Social investment will not achieve the desired growth unless its promoters stop telling charities that they are wrong to be sceptical about it, the chief executive of Leonard Cheshire Disability has told a fringe event at the Conservative Party conference.
Clare Pelham was speaking in Birmingham at a meeting called the Social Investment Summit, organised by the charity leaders group Acevo yesterday, where panellists and audience members agreed that better communication was the key to growing the market.
Pelham said the social investment sector needed to get better at marketing its products and understanding its customers, drawing on experiences at her previous job at Coca-Cola. "When we had a product that people weren't buying into, we didn't tell them they were wrong," she said.
"One thing in this sector that we have in common – massive generalisation – is that we're pretty optimistic and we're pretty innovative, which makes it even odder that the take-up of social investment is what it is," she said. Pelham said that charities needed to be made to "feel less alienated" from social investment products. She said: "I would suggest that in marketing terms it is better to start with where the customer is and take them on that journey."
The event chair, Caroline Mason, chief executive of the Esmée Fairbairn Foundation, said that Pelham's customer service insights from her private sector days would be useful to the sector. Good customer service "is something that the sector doesn't always do well", she said.
Also speaking on the panel was Nick O'Donohoe, chief executive of the social investment wholesaler Big Society Capital. "There are still a number of challenges, and the big challenge really revolves around demand," he said. "We've got to do a better job of explaining to organisations where social investment works and why."
He said that 100 charities had so far benefitted from BSC capital, and that this would grow to 1,000 in the next few years.
But Pelham said this would need better marketing. "I profoundly disagree with you Nick about the 1,000 – because I think that unless something fundamentally changes, that won't happen," she said.
O'Donohoe replied: "Marketing loans is not like marketing Coca-Cola."
Sir Stephen Bubb, chief executive of Acevo, agreed that the social investment sector needed to make itself more accessible. "As with any new industry, it attracts a whole load of geeks who talk in a lingo nobody understands and then they forget the customer," he said.
Bubb also said that the simplest products were often the best. "There is no substitute for simple, straightforward loans."

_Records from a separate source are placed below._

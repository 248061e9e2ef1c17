//! Fixed-point time representation for the timeline engine.
//! Time is counted in units of 10^-8 (eight fractional digits), so repeated
//! snapping and panning over long timelines never accumulates float drift.

use std::fmt;
use std::ops::{Add, AddAssign, Div, Mul, Neg, Rem, Sub, SubAssign};
use std::str::FromStr;

use serde::de::{self, Visitor};
use serde::{Deserialize, Deserializer, Serialize, Serializer};

/// Time constants for conversions
pub mod constants {
    /// Number of fractional decimal digits kept by [`super::TimeValue`]
    pub const PRECISION: usize = 8;
    pub const UNITS_PER_SECOND: i64 = 100_000_000;
    pub const UNITS_PER_MILLI: i64 = 100_000;

    pub const SECONDS_PER_MINUTE: i64 = 60;
    pub const SECONDS_PER_HOUR: i64 = 3_600;
    pub const SECONDS_PER_DAY: i64 = 86_400;
}

use constants::{PRECISION, UNITS_PER_MILLI, UNITS_PER_SECOND};

/// Error returned when text cannot be read as a [`TimeValue`]
#[derive(Debug, Clone, PartialEq, Eq, thiserror::Error)]
pub enum ParseTimeError {
    #[error("empty time value")]
    Empty,
    #[error("invalid time value: {0:?}")]
    Invalid(String),
    #[error("time value out of range: {0:?}")]
    Overflow(String),
}

/// An exact decimal number of seconds (or abstract timeline units).
///
/// Stored as a count of 10^-8 units. Ordering, equality and hashing are
/// exact, which is what the range invariants rely on.
#[derive(Debug, Clone, Copy, Default, PartialEq, Eq, PartialOrd, Ord, Hash)]
pub struct TimeValue(i64);

impl TimeValue {
    pub const ZERO: TimeValue = TimeValue(0);
    pub const ONE: TimeValue = TimeValue(UNITS_PER_SECOND);
    pub const MIN: TimeValue = TimeValue(i64::MIN);
    pub const MAX: TimeValue = TimeValue(i64::MAX);

    /// Build a value from raw 10^-8 units
    #[inline]
    pub const fn from_units(units: i64) -> Self {
        Self(units)
    }

    /// Raw 10^-8 units
    #[inline]
    pub const fn units(self) -> i64 {
        self.0
    }

    /// Whole seconds
    #[inline]
    pub const fn from_secs(secs: i64) -> Self {
        Self(secs.saturating_mul(UNITS_PER_SECOND))
    }

    #[inline]
    pub const fn from_millis(millis: i64) -> Self {
        Self(millis.saturating_mul(UNITS_PER_MILLI))
    }

    /// Convert seconds (f64), rounded to the nearest unit
    #[inline]
    pub fn from_seconds(seconds: f64) -> Self {
        Self((seconds * UNITS_PER_SECOND as f64).round() as i64)
    }

    #[inline]
    pub fn to_seconds(self) -> f64 {
        self.0 as f64 / UNITS_PER_SECOND as f64
    }

    /// Time of a frame index at a given integer frame rate
    pub fn from_frames(frames: i64, fps: u32) -> Self {
        Self::ONE.mul_ratio(frames, i64::from(fps.max(1)))
    }

    /// Frame index containing this time (floored, also for negative values)
    pub fn to_frame_index(self, fps: u32) -> i64 {
        let scaled = i128::from(self.0) * i128::from(fps);
        scaled.div_euclid(i128::from(UNITS_PER_SECOND)) as i64
    }

    /// Index of the nearest frame; an exact half frame rounds away from zero
    pub fn nearest_frame(self, fps: u32) -> i64 {
        let scaled = i128::from(self.0) * i128::from(fps);
        saturate(div_round_half_away(scaled, i128::from(UNITS_PER_SECOND)))
    }

    #[inline]
    pub fn abs(self) -> Self {
        Self(self.0.saturating_abs())
    }

    #[inline]
    pub fn is_zero(self) -> bool {
        self.0 == 0
    }

    #[inline]
    pub fn is_negative(self) -> bool {
        self.0 < 0
    }

    #[inline]
    pub fn is_positive(self) -> bool {
        self.0 > 0
    }

    /// `self * num / den`, computed exactly and rounded half away from zero.
    /// Saturates at the representable bounds; a zero `den` saturates toward
    /// the sign of `self * num`, and zero stays zero.
    pub fn mul_ratio(self, num: i64, den: i64) -> Self {
        if den == 0 {
            return match (i128::from(self.0) * i128::from(num)).signum() {
                1 => Self::MAX,
                -1 => Self::MIN,
                _ => Self::ZERO,
            };
        }
        let quotient = div_round_half_away(i128::from(self.0) * i128::from(num), i128::from(den));
        Self(saturate(quotient))
    }

    /// Non-negative remainder of `self / step`
    #[inline]
    pub fn rem_euclid(self, step: TimeValue) -> Self {
        Self(self.0.rem_euclid(step.0))
    }

    /// Largest multiple of `step` that is `<= self`
    #[inline]
    pub fn floor_to(self, step: TimeValue) -> Self {
        self - self.rem_euclid(step)
    }

    /// Smallest multiple of `step` that is `>= self`
    pub fn ceil_to(self, step: TimeValue) -> Self {
        let rem = self.rem_euclid(step);
        if rem.is_zero() {
            self
        } else {
            self - rem + step
        }
    }

    /// Whether `self` lies exactly on a multiple of `step`
    #[inline]
    pub fn is_multiple_of(self, step: TimeValue) -> bool {
        step.0 != 0 && self.0 % step.0 == 0
    }
}

fn div_round_half_away(numerator: i128, denominator: i128) -> i128 {
    let quotient = numerator / denominator;
    let remainder = numerator % denominator;
    if remainder.abs() * 2 >= denominator.abs() {
        if (numerator < 0) == (denominator < 0) {
            quotient + 1
        } else {
            quotient - 1
        }
    } else {
        quotient
    }
}

fn saturate(value: i128) -> i64 {
    i64::try_from(value).unwrap_or(if value < 0 { i64::MIN } else { i64::MAX })
}

impl Add for TimeValue {
    type Output = TimeValue;

    #[inline]
    fn add(self, rhs: TimeValue) -> TimeValue {
        TimeValue(self.0.saturating_add(rhs.0))
    }
}

impl Sub for TimeValue {
    type Output = TimeValue;

    #[inline]
    fn sub(self, rhs: TimeValue) -> TimeValue {
        TimeValue(self.0.saturating_sub(rhs.0))
    }
}

impl AddAssign for TimeValue {
    fn add_assign(&mut self, rhs: TimeValue) {
        *self = *self + rhs;
    }
}

impl SubAssign for TimeValue {
    fn sub_assign(&mut self, rhs: TimeValue) {
        *self = *self - rhs;
    }
}

impl Neg for TimeValue {
    type Output = TimeValue;

    #[inline]
    fn neg(self) -> TimeValue {
        TimeValue(self.0.saturating_neg())
    }
}

impl Rem for TimeValue {
    type Output = TimeValue;

    /// Exact remainder with the sign of `self`, like integer `%`
    #[inline]
    fn rem(self, rhs: TimeValue) -> TimeValue {
        TimeValue(self.0 % rhs.0)
    }
}

impl Mul<i64> for TimeValue {
    type Output = TimeValue;

    #[inline]
    fn mul(self, rhs: i64) -> TimeValue {
        TimeValue(self.0.saturating_mul(rhs))
    }
}

impl Div<i64> for TimeValue {
    type Output = TimeValue;

    /// Division rounded half away from zero. Dividing by zero saturates like
    /// [`TimeValue::mul_ratio`] instead of panicking.
    #[inline]
    fn div(self, rhs: i64) -> TimeValue {
        self.mul_ratio(1, rhs)
    }
}

impl fmt::Display for TimeValue {
    fn fmt(&self, f: &mut fmt::Formatter<'_>) -> fmt::Result {
        let magnitude = self.0.unsigned_abs();
        let per_second = UNITS_PER_SECOND as u64;
        let whole = magnitude / per_second;
        let fraction = magnitude % per_second;
        let sign = if self.0 < 0 { "-" } else { "" };

        if fraction == 0 {
            return write!(f, "{}{}", sign, whole);
        }
        let digits = format!("{:0width$}", fraction, width = PRECISION);
        write!(f, "{}{}.{}", sign, whole, digits.trim_end_matches('0'))
    }
}

impl FromStr for TimeValue {
    type Err = ParseTimeError;

    /// Parse exact decimal text such as `"7.3"`, `"-12"` or `".25"`.
    /// Digits past the eighth fractional place round half away from zero.
    fn from_str(s: &str) -> Result<Self, Self::Err> {
        let text = s.trim();
        if text.is_empty() {
            return Err(ParseTimeError::Empty);
        }

        let (negative, body) = match text.as_bytes()[0] {
            b'-' => (true, &text[1..]),
            b'+' => (false, &text[1..]),
            _ => (false, text),
        };
        let (whole, fraction) = body.split_once('.').unwrap_or((body, ""));

        let is_digits = |part: &str| part.bytes().all(|b| b.is_ascii_digit());
        if (whole.is_empty() && fraction.is_empty()) || !is_digits(whole) || !is_digits(fraction) {
            return Err(ParseTimeError::Invalid(text.to_string()));
        }

        let overflow = || ParseTimeError::Overflow(text.to_string());

        // |MIN| does not fit in i64
        let mut units: i128 = 0;
        for digit in whole.bytes() {
            units = units
                .checked_mul(10)
                .and_then(|u| u.checked_add(i128::from(digit - b'0')))
                .filter(|u| *u <= i128::from(i64::MAX) + 1)
                .ok_or_else(overflow)?;
        }
        units *= i128::from(UNITS_PER_SECOND);

        let fraction = fraction.as_bytes();
        let mut place = i128::from(UNITS_PER_SECOND / 10);
        for digit in fraction.iter().take(PRECISION) {
            units += i128::from(digit - b'0') * place;
            place /= 10;
        }
        if fraction.get(PRECISION).is_some_and(|&digit| digit >= b'5') {
            units += 1;
        }

        let signed = if negative { -units } else { units };
        i64::try_from(signed).map(TimeValue).map_err(|_| overflow())
    }
}

impl Serialize for TimeValue {
    fn serialize<S: Serializer>(&self, serializer: S) -> Result<S::Ok, S::Error> {
        serializer.collect_str(self)
    }
}

struct TimeValueVisitor;

impl<'de> Visitor<'de> for TimeValueVisitor {
    type Value = TimeValue;

    fn expecting(&self, f: &mut fmt::Formatter<'_>) -> fmt::Result {
        f.write_str("a decimal time value as a string or number")
    }

    fn visit_str<E: de::Error>(self, v: &str) -> Result<TimeValue, E> {
        v.parse().map_err(E::custom)
    }

    fn visit_i64<E: de::Error>(self, v: i64) -> Result<TimeValue, E> {
        v.checked_mul(UNITS_PER_SECOND)
            .map(TimeValue)
            .ok_or_else(|| E::custom(ParseTimeError::Overflow(v.to_string())))
    }

    fn visit_u64<E: de::Error>(self, v: u64) -> Result<TimeValue, E> {
        let signed =
            i64::try_from(v).map_err(|_| E::custom(ParseTimeError::Overflow(v.to_string())))?;
        self.visit_i64(signed)
    }

    fn visit_f64<E: de::Error>(self, v: f64) -> Result<TimeValue, E> {
        // Go through the shortest decimal rendering so 7.3 stays exactly 7.3
        v.to_string().parse().map_err(E::custom)
    }
}

impl<'de> Deserialize<'de> for TimeValue {
    fn deserialize<D: Deserializer<'de>>(deserializer: D) -> Result<Self, D::Error> {
        deserializer.deserialize_any(TimeValueVisitor)
    }
}

/// Format time as HH:MM:SS.mmm (milliseconds truncated)
pub fn format_clock(value: TimeValue) -> String {
    let sign = if value.is_negative() { "-" } else { "" };
    let magnitude = value.abs().units();
    let total_millis = magnitude / UNITS_PER_MILLI;
    let millis = total_millis % 1000;
    let total_seconds = total_millis / 1000;
    let hours = total_seconds / constants::SECONDS_PER_HOUR;
    let minutes = (total_seconds % constants::SECONDS_PER_HOUR) / constants::SECONDS_PER_MINUTE;
    let seconds = total_seconds % constants::SECONDS_PER_MINUTE;

    format!("{}{:02}:{:02}:{:02}.{:03}", sign, hours, minutes, seconds, millis)
}

/// Format time as HH:MM:SS:FF timecode at an integer frame rate
pub fn format_timecode(value: TimeValue, fps: u32) -> String {
    let fps = i64::from(fps.max(1));
    let sign = if value.is_negative() { "-" } else { "" };
    let total_frames = value.abs().to_frame_index(fps as u32);
    let frames = total_frames % fps;
    let total_seconds = total_frames / fps;
    let hours = total_seconds / constants::SECONDS_PER_HOUR;
    let minutes = (total_seconds % constants::SECONDS_PER_HOUR) / constants::SECONDS_PER_MINUTE;
    let seconds = total_seconds % constants::SECONDS_PER_MINUTE;

    format!("{}{:02}:{:02}:{:02}:{:02}", sign, hours, minutes, seconds, frames)
}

A poll of attendees found that two-thirds believed improving information and increasing discussions about social investment were the best way to grow the sector.
David Gauke, the Financial Secretary to the Treasury, who was also on the panel, said: "Looking at this as a minister who doesn't deal with this sector on a day-to-day basis, this has been an example of very good collaboration. I’ve been struck by the very constructive nature of these relationships; it's been an engagement that's been entirely positive."
At an equivalent event held by Acevo at last week's Labour Party conference, Lisa Nandy, the shadow minister for civil society, said that social investment's growth should be achieved by better training of public sector commissioners.